Copy out exactly the stretch of the listing below that begins at the line containing "use tokio::time;" and ends at the line containing "impl<A: Actor> ActorContext<A>", and copy nothing outside it.

-=-=-

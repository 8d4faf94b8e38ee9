//! Type-erased message payloads.
//!
//! [`ErasedTuple`] is the runtime-inspectable view the actor core works
//! with. [`FixedArityTuple`] stores a native Rust tuple inline and is the
//! representation produced by [`Message::of`]; [`DynamicTuple`] is a
//! heap-backed representation assembled slot by slot.

/// Heap-backed tuple assembled at runtime.
pub mod dynamic;
/// Inline, statically typed tuple.
pub mod fixed;
/// Copy-on-write message handle.
pub mod message;
/// Type descriptors and their registry.
pub mod registry;

use std::any::{Any, TypeId};
use std::fmt::Debug;
use std::sync::Arc;

pub use dynamic::{DynamicTuple, DynamicTupleBuilder};
pub use fixed::FixedArityTuple;
pub use message::Message;
pub use registry::{TupleTypes, TypeDescriptor, TypeRegistry};

/// Bound shared by every value that can live in a tuple slot.
pub trait Element: Any + Clone + PartialEq + Debug + Send + Sync {}

impl<T> Element for T where T: Any + Clone + PartialEq + Debug + Send + Sync {}

/// Runtime-polymorphic access to a fixed-size heterogeneous tuple.
pub trait ErasedTuple: Any + Send + Sync {
    /// Number of slots. Fixed for the lifetime of the instance.
    fn size(&self) -> usize;

    /// Read-only view of slot `index`, or `None` if out of range.
    fn get(&self, index: usize) -> Option<&dyn Any>;

    /// Writable view of slot `index`, or `None` if out of range.
    fn get_mut(&mut self, index: usize) -> Option<&mut dyn Any>;

    /// Descriptor of slot `index`, or `None` if out of range.
    fn descriptor(&self, index: usize) -> Option<&TypeDescriptor>;

    /// Deep copy with its own backing storage.
    fn copy(&self) -> Box<dyn ErasedTuple>;

    /// Identity of the concrete representation.
    ///
    /// Only used to pick the equality fast path.
    fn impl_type(&self) -> TypeId;

    /// Upcast used for representation-specific downcasts.
    fn as_any(&self) -> &dyn Any;

    /// Value equality across representations.
    fn equals(&self, other: &dyn ErasedTuple) -> bool {
        slot_wise_equals(self, other)
    }

    /// Read-only view of slot `index`.
    ///
    /// # Panics
    /// Panics if `index >= self.size()`.
    #[track_caller]
    fn at(&self, index: usize) -> &dyn Any {
        let size = self.size();
        match self.get(index) {
            Some(value) => value,
            None => out_of_range(index, size),
        }
    }

    /// Writable view of slot `index`.
    ///
    /// Taking `&mut self` is the proof of exclusive access; shared payloads
    /// go through [`Message::mutable_at`], which detaches first.
    ///
    /// # Panics
    /// Panics if `index >= self.size()`.
    #[track_caller]
    fn mutable_at(&mut self, index: usize) -> &mut dyn Any {
        let size = self.size();
        match self.get_mut(index) {
            Some(value) => value,
            None => out_of_range(index, size),
        }
    }

    /// Descriptor of slot `index`.
    ///
    /// # Panics
    /// Panics if `index >= self.size()`.
    #[track_caller]
    fn type_at(&self, index: usize) -> &TypeDescriptor {
        let size = self.size();
        match self.descriptor(index) {
            Some(desc) => desc,
            None => out_of_range(index, size),
        }
    }
}

impl dyn ErasedTuple {
    /// Typed view of slot `index` if it holds a `T`.
    pub fn get_as<T: Any>(&self, index: usize) -> Option<&T> {
        self.get(index)?.downcast_ref::<T>()
    }

    /// Typed writable view of slot `index` if it holds a `T`.
    pub fn get_mut_as<T: Any>(&mut self, index: usize) -> Option<&mut T> {
        self.get_mut(index)?.downcast_mut::<T>()
    }
}

/// Slow-path equality: compares slot by slot through the descriptors.
///
/// Slots holding different types never compare equal, even when the values
/// would be numerically alike (`1u8` vs `1u32`).
pub fn slot_wise_equals<L>(left: &L, right: &dyn ErasedTuple) -> bool
where
    L: ErasedTuple + ?Sized,
{
    if left.size() != right.size() {
        return false;
    }
    (0..left.size()).all(|index| {
        match (
            left.descriptor(index),
            right.descriptor(index),
            left.get(index),
            right.get(index),
        ) {
            (Some(ld), Some(rd), Some(lv), Some(rv)) => ld.same_type(rd) && ld.equals(lv, rv),
            _ => false,
        }
    })
}

#[cold]
#[track_caller]
fn out_of_range(index: usize, size: usize) -> ! {
    panic!("tuple index {index} out of range for tuple of size {size}")
}

/// Native Rust tuples usable as the backing record of a [`FixedArityTuple`].
///
/// Implemented for tuples of one to twelve [`Element`]s. The empty tuple is
/// deliberately not supported.
pub trait TupleValues: Clone + PartialEq + Send + Sync + 'static {
    /// Number of slots.
    const ARITY: usize;

    /// Erased view of slot `index`.
    fn slot(&self, index: usize) -> Option<&dyn Any>;

    /// Erased writable view of slot `index`.
    fn slot_mut(&mut self, index: usize) -> Option<&mut dyn Any>;

    /// Descriptors of all slots, in order.
    fn descriptors(registry: &TypeRegistry) -> Vec<Arc<TypeDescriptor>>;
}

macro_rules! tuple_values {
    ($arity:expr; $($idx:tt : $ty:ident),+) => {
        impl<$($ty: Element),+> TupleValues for ($($ty,)+) {
            const ARITY: usize = $arity;

            fn slot(&self, index: usize) -> Option<&dyn Any> {
                match index {
                    $($idx => Some(&self.$idx as &dyn Any),)+
                    _ => None,
                }
            }

            fn slot_mut(&mut self, index: usize) -> Option<&mut dyn Any> {
                match index {
                    $($idx => Some(&mut self.$idx as &mut dyn Any),)+
                    _ => None,
                }
            }

            fn descriptors(registry: &TypeRegistry) -> Vec<Arc<TypeDescriptor>> {
                vec![$(registry.descriptor::<$ty>()),+]
            }
        }
    };
}

tuple_values!(1; 0: A);
tuple_values!(2; 0: A, 1: B);
tuple_values!(3; 0: A, 1: B, 2: C);
tuple_values!(4; 0: A, 1: B, 2: C, 3: D);
tuple_values!(5; 0: A, 1: B, 2: C, 3: D, 4: E);
tuple_values!(6; 0: A, 1: B, 2: C, 3: D, 4: E, 5: F);
tuple_values!(7; 0: A, 1: B, 2: C, 3: D, 4: E, 5: F, 6: G);
tuple_values!(8; 0: A, 1: B, 2: C, 3: D, 4: E, 5: F, 6: G, 7: H);
tuple_values!(9; 0: A, 1: B, 2: C, 3: D, 4: E, 5: F, 6: G, 7: H, 8: I);
tuple_values!(10; 0: A, 1: B, 2: C, 3: D, 4: E, 5: F, 6: G, 7: H, 8: I, 9: J);
tuple_values!(11; 0: A, 1: B, 2: C, 3: D, 4: E, 5: F, 6: G, 7: H, 8: I, 9: J, 10: K);
tuple_values!(12; 0: A, 1: B, 2: C, 3: D, 4: E, 5: F, 6: G, 7: H, 8: I, 9: J, 10: K, 11: L);
//! Actor execution context handed to every behavior and hook.

use std::sync::Arc;

use tokio::runtime::Handle;
use tokio::time;
use tokio_util::sync::CancellationToken;

use crate::actor::behavior::{Behavior, BehaviorStack, Handled, Timeout};
use crate::actor::mailbox::TimeoutId;
use crate::actor::{handle::ActorHandle, Actor};
use crate::error::{ActorError, ActorResult, TimerError};
use crate::tuple::{Message, TupleValues, TypeRegistry};
use crate::types::{ActorId, ExitReason};

/// Actor execution context.
///
/// The context is passed explicitly to every behavior, timeout handler and
/// lifecycle hook of the actor it belongs to. It provides:
/// - The actor's identity and a handle to its own mailbox
/// - The behavior stack (`become_behavior`, `replace_behavior`, `unbecome`)
/// - Explicit termination through [`quit`](Self::quit)
/// - The type registry for building messages
pub struct ActorContext<A: Actor> {
    actor_id: ActorId,
    self_handle: ActorHandle,
    registry: Arc<TypeRegistry>,
    runtime: Option<Handle>,
    pub(crate) stack: BehaviorStack<A>,
    timeout: TimeoutState,
    pending_exit: Option<ExitReason>,
    last_sender: Option<ActorId>,
    last_error: Option<ActorError>,
}

#[derive(Default)]
struct TimeoutState {
    next_id: TimeoutId,
    armed: Option<TimeoutId>,
    token: Option<CancellationToken>,
    needs_rearm: bool,
}

impl<A: Actor> ActorContext<A> {
    pub(crate) fn new(
        actor_id: ActorId,
        self_handle: ActorHandle,
        registry: Arc<TypeRegistry>,
        runtime: Option<Handle>,
    ) -> Self {
        Self {
            actor_id,
            self_handle,
            registry,
            runtime,
            stack: BehaviorStack::new(),
            timeout: TimeoutState::default(),
            pending_exit: None,
            last_sender: None,
            last_error: None,
        }
    }

    /// Returns the unique identifier of this actor.
    pub fn actor_id(&self) -> &ActorId {
        &self.actor_id
    }

    /// Returns a handle to this actor's own mailbox.
    pub fn self_handle(&self) -> ActorHandle {
        self.self_handle.clone()
    }

    /// Returns the registry used for building messages.
    pub fn registry(&self) -> &Arc<TypeRegistry> {
        &self.registry
    }

    /// Builds a message from native values using this actor's registry.
    pub fn message<V: TupleValues>(&self, values: V) -> Message {
        Message::of(&self.registry, values)
    }

    /// Sender of the message currently being handled, if it carried one.
    pub fn last_sender(&self) -> Option<&ActorId> {
        self.last_sender.as_ref()
    }

    /// Returns the last fault recorded by this actor, if any.
    pub fn last_error(&self) -> Option<&ActorError> {
        self.last_error.as_ref()
    }

    /// Installs `behavior` on top of the stack, keeping the current one
    /// underneath.
    pub fn become_behavior(&mut self, behavior: Behavior<A>) {
        self.stack.push(behavior);
        self.timeout.needs_rearm = true;
    }

    /// Replaces the active behavior with `behavior`.
    pub fn replace_behavior(&mut self, behavior: Behavior<A>) {
        self.stack.pop();
        self.stack.push(behavior);
        self.timeout.needs_rearm = true;
    }

    /// Removes the active behavior and restores the previous one.
    ///
    /// Popping the last behavior terminates the actor with
    /// [`ExitReason::Normal`] once the current handler returns.
    pub fn unbecome(&mut self) -> Option<Behavior<A>> {
        let popped = self.stack.pop();
        self.timeout.needs_rearm = true;
        popped
    }

    /// Number of installed behaviors.
    pub fn behavior_depth(&self) -> usize {
        self.stack.len()
    }

    /// Requests termination with `reason`.
    ///
    /// The actor is finalized as soon as the running handler returns, even
    /// if the returned error is dropped.
    ///
    /// ```ignore
    /// return Err(ctx.quit(ExitReason::User(7)));
    /// ```
    pub fn quit(&mut self, reason: ExitReason) -> ActorError {
        if self.pending_exit.is_none() {
            self.pending_exit = Some(reason);
        }
        ActorError::Exit(reason)
    }

    /// Synchronous receive is not available to event-based actors.
    ///
    /// Calling it terminates the actor with
    /// [`ExitReason::UnallowedFunctionCall`]; the behavior is never run.
    pub fn receive(&mut self, _behavior: Behavior<A>) -> ActorResult<Handled> {
        Err(self.quit(ExitReason::UnallowedFunctionCall))
    }

    pub(crate) fn take_pending_exit(&mut self) -> Option<ExitReason> {
        self.pending_exit.take()
    }

    pub(crate) fn set_last_sender(&mut self, sender: Option<ActorId>) {
        self.last_sender = sender;
    }

    pub(crate) fn record_failure(&mut self, error: ActorError) {
        self.last_error = Some(error);
    }

    pub(crate) fn is_armed(&self, id: TimeoutId) -> bool {
        self.timeout.armed == Some(id)
    }

    pub(crate) fn disarm(&mut self) {
        self.timeout.armed = None;
        if let Some(token) = self.timeout.token.take() {
            token.cancel();
        }
    }

    pub(crate) fn mark_rearm(&mut self) {
        self.timeout.needs_rearm = true;
    }

    /// Arms the timeout of the active behavior if the stack changed since
    /// the last arming.
    pub(crate) fn rearm_if_needed(&mut self) -> Result<(), TimerError> {
        if !std::mem::take(&mut self.timeout.needs_rearm) {
            return Ok(());
        }
        let timeout = self
            .stack
            .top()
            .map(Behavior::timeout)
            .unwrap_or(Timeout::Infinite);
        self.request_timeout(timeout)
    }

    /// Replaces any pending timeout with `timeout`.
    ///
    /// The timeout is delivered as a mailbox node so it is ordered with the
    /// messages that arrive in the meantime.
    fn request_timeout(&mut self, timeout: Timeout) -> Result<(), TimerError> {
        self.disarm();
        let Some(delay) = timeout.duration() else {
            return Ok(());
        };
        let id = self.timeout.next_id;
        self.timeout.next_id = self.timeout.next_id.wrapping_add(1);

        if delay.is_zero() {
            self.timeout.armed = Some(id);
            if let Err(_error) = self.self_handle.deliver_timeout(id) {
                #[cfg(feature = "tracing")]
                tracing::debug!(actor_id = %self.actor_id, timeout_id = id, error = %_error, "timeout not delivered");
            }
            return Ok(());
        }

        let runtime = self
            .runtime
            .as_ref()
            .ok_or(TimerError::MissingRuntime(delay))?;
        let token = CancellationToken::new();
        let cancel_clone = token.clone();
        let handle = self.self_handle.clone();
        let fut = async move {
            tokio::select! {
                _ = cancel_clone.cancelled() => {}
                _ = time::sleep(delay) => {
                    // Only fails once the actor has finished.
                    if let Err(_error) = handle.deliver_timeout(id) {
                        #[cfg(feature = "tracing")]
                        tracing::trace!(actor_id = %handle.id(), timeout_id = id, error = %_error, "timeout not delivered");
                    }
                }
            }
        };
        runtime.spawn(fut);
        self.timeout.armed = Some(id);
        self.timeout.token = Some(token);
        Ok(())
    }
}

impl<A: Actor> Drop for ActorContext<A> {
    fn drop(&mut self) {
        // Stop a pending timer task from holding the actor's handle.
        self.disarm();
    }
}
use std::any::{Any, TypeId};
use std::fmt;

use crate::tuple::{slot_wise_equals, ErasedTuple, TupleTypes, TupleValues, TypeDescriptor, TypeRegistry};

/// Tuple whose values live inline in a native Rust tuple.
///
/// The arity is fixed by `V`. Slot access is a compile-time generated
/// projection from `&self`, so views always point into this instance and
/// are recomputed after a move or a copy. The descriptor array is shared by
/// every tuple of type `V` built from the same registry.
pub struct FixedArityTuple<V: TupleValues> {
    data: V,
    types: TupleTypes,
}

impl<V: TupleValues> FixedArityTuple<V> {
    /// Wraps `data`, resolving slot descriptors through `registry`.
    pub fn new(registry: &TypeRegistry, data: V) -> Self {
        let types = registry.tuple_types::<V>();
        debug_assert_eq!(types.len(), V::ARITY);
        Self { data, types }
    }

    /// Typed view of the backing record.
    pub fn data(&self) -> &V {
        &self.data
    }

    /// Typed writable view of the backing record.
    pub fn data_mut(&mut self) -> &mut V {
        &mut self.data
    }

    /// Unwraps the backing record.
    pub fn into_inner(self) -> V {
        self.data
    }
}

impl<V: TupleValues> Clone for FixedArityTuple<V> {
    fn clone(&self) -> Self {
        Self {
            data: self.data.clone(),
            types: self.types.clone(),
        }
    }
}

impl<V: TupleValues> ErasedTuple for FixedArityTuple<V> {
    fn size(&self) -> usize {
        V::ARITY
    }

    fn get(&self, index: usize) -> Option<&dyn Any> {
        self.data.slot(index)
    }

    fn get_mut(&mut self, index: usize) -> Option<&mut dyn Any> {
        self.data.slot_mut(index)
    }

    fn descriptor(&self, index: usize) -> Option<&TypeDescriptor> {
        self.types.get(index).map(|desc| desc.as_ref())
    }

    fn copy(&self) -> Box<dyn ErasedTuple> {
        Box::new(self.clone())
    }

    fn impl_type(&self) -> TypeId {
        TypeId::of::<Self>()
    }

    fn as_any(&self) -> &dyn Any {
        self
    }

    fn equals(&self, other: &dyn ErasedTuple) -> bool {
        if self.size() != other.size() {
            return false;
        }
        if other.impl_type() == self.impl_type() {
            if let Some(other) = other.as_any().downcast_ref::<Self>() {
                return self.data == other.data;
            }
        }
        slot_wise_equals(self, other)
    }
}

impl<V: TupleValues> PartialEq for FixedArityTuple<V> {
    fn eq(&self, other: &Self) -> bool {
        self.data == other.data
    }
}

impl<V: TupleValues + fmt::Debug> fmt::Debug for FixedArityTuple<V> {
    fn fmt(&self, f: &mut fmt::Formatter<'_>) -> fmt::Result {
        fmt::Debug::fmt(&self.data, f)
    }
}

-=-=-

◆ **ANSWER AREA**:
use tokio::time;
use tokio_util::sync::CancellationToken;

use crate::actor::behavior::{Behavior, BehaviorStack, Handled, Timeout};
use crate::actor::mailbox::TimeoutId;
use crate::actor::{handle::ActorHandle, Actor};
use crate::error::{ActorError, ActorResult, TimerError};
use crate::tuple::{Message, TupleValues, TypeRegistry};
use crate::types::{ActorId, ExitReason};

/// Actor execution context.
///
/// The context is passed explicitly to every behavior, timeout handler and
/// lifecycle hook of the actor it belongs to. It provides:
/// - The actor's identity and a handle to its own mailbox
/// - The behavior stack (`become_behavior`, `replace_behavior`, `unbecome`)
/// - Explicit termination through [`quit`](Self::quit)
/// - The type registry for building messages
pub struct ActorContext<A: Actor> {
    actor_id: ActorId,
    self_handle: ActorHandle,
    registry: Arc<TypeRegistry>,
    runtime: Option<Handle>,
    pub(crate) stack: BehaviorStack<A>,
    timeout: TimeoutState,
    pending_exit: Option<ExitReason>,
    last_sender: Option<ActorId>,
    last_error: Option<ActorError>,
}

#[derive(Default)]
struct TimeoutState {
    next_id: TimeoutId,
    armed: Option<TimeoutId>,
    token: Option<CancellationToken>,
    needs_rearm: bool,
}

impl<A: Actor> ActorContext<A> {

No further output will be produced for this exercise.